Data provided: Begin

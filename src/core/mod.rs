//! Core application logic layer
//!
//! This module contains the stores, the tip rotation timer, and the
//! action handling that ties them together.
//! NO imports from frontend/ or rendering code.
//! Core updates data structures in the data layer, frontends read and render.

pub mod actions;
pub mod app_core;
pub mod booking_store;
pub mod catalogue;
pub mod scheduler;
pub mod search_store;
pub mod tip_panel;

pub use actions::{route_input, UiAction};
pub use app_core::AppCore;
pub use booking_store::BookingStore;
pub use scheduler::RotationEvent;
pub use search_store::SearchCriteria;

Data provided: End

Task instructions:
Repeat only the lines from the one holding "timer, and the" through the last line of the data.

Answer space:
//! This module contains the stores, the tip rotation timer, and the
//! action handling that ties them together.
//! NO imports from frontend/ or rendering code.
//! Core updates data structures in the data layer, frontends read and render.

pub mod actions;
pub mod app_core;
pub mod booking_store;
pub mod catalogue;
pub mod scheduler;
pub mod search_store;
pub mod tip_panel;

pub use actions::{route_input, UiAction};
pub use app_core::AppCore;
pub use booking_store::BookingStore;
pub use scheduler::RotationEvent;
pub use search_store::SearchCriteria;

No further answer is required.